Connected: An Internet Encyclopedia
1.4 External Data Representation

Up: Connected: An Internet Encyclopedia
Up: Requests For Comments
Up: RFC 1813
Up: 1. Introduction
Prev: 1.3 Remote Procedure Call
Next: 1.5 Authentication and Permission Checking

1.4 External Data Representation

1.4 External Data Representation

The eXternal Data Representation (XDR) specification provides a standard way of representing a set of data types on a network. This solves the problem of different byte orders, structure alignment, and data type representation on different, communicating machines.

In this document, the RPC Data Description Language is used to specify the XDR format parameters and results to each of the RPC service procedures that an NFS server provides. The RPC Data Description Language is similar to declarations in the C programming language. A few new constructs have been added. The notation:

      string  name[SIZE];
      string  data<DSIZE>;

defines name, which is a fixed size block of SIZE bytes, and data, which is a variable sized block of up to DSIZE bytes. This notation indicates fixed-length arrays and arrays with a variable number of elements up to a fixed maximum. A variable-length definition with no size specified means there is no maximum size for the field.

The discriminated union definition:

      union example switch (enum status) {
           case OK:
              struct {
                 filename      file1;
                 filename      file2;
                 integer       count;
              }
           case ERROR:
              struct {
                 errstat       error;
                 integer       errno;
              }
           default:
              void;
      }

defines a structure where the first thing over the network is an enumeration type called status. If the value of status is OK, the next thing on the network will be the structure containing file1, file2, and count. Else, if the value of status is ERROR, the next thing on the network will be a structure containing error and errno. If the value of status is neither OK nor ERROR, then there is no more data in the structure.

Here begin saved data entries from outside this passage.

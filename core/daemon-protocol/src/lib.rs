//! IPC protocol types and validation for sessionclean-daemon.
//!
//! This crate is shared by the daemon and its clients (review UI, tray, CLI)
//! to prevent schema drift. The daemon remains the authority on validation,
//! but clients can reuse the same types to construct valid requests.

use chrono::DateTime;
use serde::{Deserialize, Serialize};
use serde_json::Value;
use std::collections::BTreeMap;

pub const PROTOCOL_VERSION: u32 = 1;
pub const MAX_REQUEST_BYTES: usize = 4 * 1024 * 1024; // 4MB
pub const MAX_DECISIONS: usize = 100_000;

#[derive(Debug, Clone, Copy, PartialEq, Eq, Serialize, Deserialize)]
#[serde(rename_all = "snake_case", deny_unknown_fields)]
pub enum Method {
    GetHealth,
    GetStatus,
    GetReview,
    ReviewNow,
    SubmitDecisions,
    DismissReview,
    Rescan,
}

#[derive(Debug, Serialize, Deserialize)]
#[serde(deny_unknown_fields)]
pub struct Request {
    pub protocol_version: u32,
    pub method: Method,
    #[serde(default)]
    pub id: Option<String>,
    #[serde(default)]
    pub params: Option<Value>,
}

impl Request {
    pub fn new(method: Method, params: Option<Value>) -> Self {
        Self {
            protocol_version: PROTOCOL_VERSION,
            method,
            id: None,
            params,
        }
    }
}

#[derive(Debug, Serialize, Deserialize)]
pub struct Response {
    pub ok: bool,
    #[serde(skip_serializing_if = "Option::is_none")]
    pub id: Option<String>,
    #[serde(skip_serializing_if = "Option::is_none")]
    pub data: Option<Value>,
    #[serde(skip_serializing_if = "Option::is_none")]
    pub error: Option<ErrorInfo>,
}

#[derive(Debug, Serialize, Deserialize, Clone, PartialEq, Eq)]
pub struct ErrorInfo {
    pub code: String,
    pub message: String,
}

impl ErrorInfo {
    pub fn new(code: &str, message: impl Into<String>) -> Self {
        Self {
            code: code.to_string(),
            message: message.into(),
        }
    }
}

impl Response {
    pub fn ok(id: Option<String>, data: Value) -> Self {
        Self {
            ok: true,
            id,
            data: Some(data),
            error: None,
        }
    }

    pub fn error(id: Option<String>, code: &str, message: impl Into<String>) -> Self {
        Self {
            ok: false,
            id,
            data: None,
            error: Some(ErrorInfo::new(code, message)),
        }
    }

    pub fn error_with_info(id: Option<String>, error: ErrorInfo) -> Self {
        Self {
            ok: false,
            id,
            data: None,
            error: Some(error),
        }
    }
}

#[derive(Debug, Clone, Copy, Deserialize, Serialize, PartialEq, Eq)]
#[serde(rename_all = "snake_case", deny_unknown_fields)]
pub enum DecisionValue {
    Keep,
    Delete,
}

/// Parameters of `submit_decisions`.
///
/// `all` is the "select all" shortcut: it applies to every candidate of the
/// offered round, and explicit `decisions` entries override it.
#[derive(Debug, Clone, Deserialize, Serialize, PartialEq, Eq)]
#[serde(deny_unknown_fields)]
pub struct SubmitDecisionsParams {
    pub session_id: String,
    pub round: u32,
    #[serde(default)]
    pub decisions: BTreeMap<String, DecisionValue>,
    #[serde(default)]
    pub all: Option<DecisionValue>,
}

impl SubmitDecisionsParams {
    pub fn validate(&self) -> Result<(), ErrorInfo> {
        if self.session_id.trim().is_empty() {
            return Err(ErrorInfo::new(
                "missing_field",
                "session_id is required",
            ));
        }
        // Session ids are their start timestamps.
        if DateTime::parse_from_rfc3339(&self.session_id).is_err() {
            return Err(ErrorInfo::new(
                "invalid_session_id",
                "session_id must be an RFC3339 timestamp",
            ));
        }
        if self.round == 0 {
            return Err(ErrorInfo::new("invalid_round", "round must be 1 or greater"));
        }
        if self.decisions.len() > MAX_DECISIONS {
            return Err(ErrorInfo::new(
                "too_many_decisions",
                format!("at most {} decisions per batch", MAX_DECISIONS),
            ));
        }
        for path in self.decisions.keys() {
            if path.trim().is_empty() {
                return Err(ErrorInfo::new("invalid_path", "decision path is empty"));
            }
            if !std::path::Path::new(path).is_absolute() {
                return Err(ErrorInfo::new(
                    "invalid_path",
                    format!("decision path must be absolute: {}", path),
                ));
            }
        }
        Ok(())
    }
}

pub fn parse_submit_decisions(params: Value) -> Result<SubmitDecisionsParams, ErrorInfo> {
    let parsed: SubmitDecisionsParams = serde_json::from_value(params).map_err(|err| {
        ErrorInfo::new(
            "invalid_params",
            format!("submit_decisions payload is invalid JSON: {}", err),
        )
    })?;
    parsed.validate()?;
    Ok(parsed)
}

#[cfg(test)]
mod tests {
    use super::*;

    fn base_params() -> SubmitDecisionsParams {
        SubmitDecisionsParams {
            session_id: "2026-03-01T09:00:00.000000Z".to_string(),
            round: 1,
            decisions: BTreeMap::from([(
                "/home/u/Downloads/a.pdf".to_string(),
                DecisionValue::Delete,
            )]),
            all: None,
        }
    }

    #[test]
    fn validates_submit_params() {
        assert!(base_params().validate().is_ok());
    }

    #[test]
    fn empty_batch_is_valid() {
        let mut params = base_params();
        params.decisions.clear();
        assert!(params.validate().is_ok());
    }

    #[test]
    fn rejects_round_zero() {
        let mut params = base_params();
        params.round = 0;
        assert_eq!(params.validate().unwrap_err().code, "invalid_round");
    }

    #[test]
    fn rejects_bad_session_id() {
        let mut params = base_params();
        params.session_id = "session-1".to_string();
        assert_eq!(params.validate().unwrap_err().code, "invalid_session_id");
    }

    #[test]
    fn rejects_relative_paths() {
        let mut params = base_params();
        params
            .decisions
            .insert("Downloads/b.pdf".to_string(), DecisionValue::Keep);
        assert_eq!(params.validate().unwrap_err().code, "invalid_path");
    }

    #[test]
    fn parses_bulk_shortcut() {
        let params = parse_submit_decisions(serde_json::json!({
            "session_id": "2026-03-01T09:00:00.000000Z",
            "round": 2,
            "all": "delete"
        }))
        .expect("params");
        assert_eq!(params.all, Some(DecisionValue::Delete));
        assert!(params.decisions.is_empty());
    }

    #[test]
    fn rejects_unknown_fields() {
        let err = parse_submit_decisions(serde_json::json!({
            "session_id": "2026-03-01T09:00:00.000000Z",
            "round": 1,
            "force": true
        }))
        .unwrap_err();
        assert_eq!(err.code, "invalid_params");
    }

    #[test]
    fn method_names_are_snake_case() {
        let request: Request = serde_json::from_str(
            r#"{"protocol_version":1,"method":"submit_decisions","params":{}}"#,
        )
        .expect("request");
        assert_eq!(request.method, Method::SubmitDecisions);
    }
}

The XDR type, hyper, is an 8 byte (64 bit) quantity. It is used in the same way as the integer type. For example:

      hyper          foo;
      unsigned hyper bar;

foo is an 8 byte signed value, while bar is an 8 byte unsigned value. Although RPC/XDR compilers exist to generate client and server stubs from RPC Data Description Language input, NFS implementations do not require their use. Any software that provides equivalent encoding and decoding to the canonical network order of data defined by XDR can be used to interoperate with other NFS implementations.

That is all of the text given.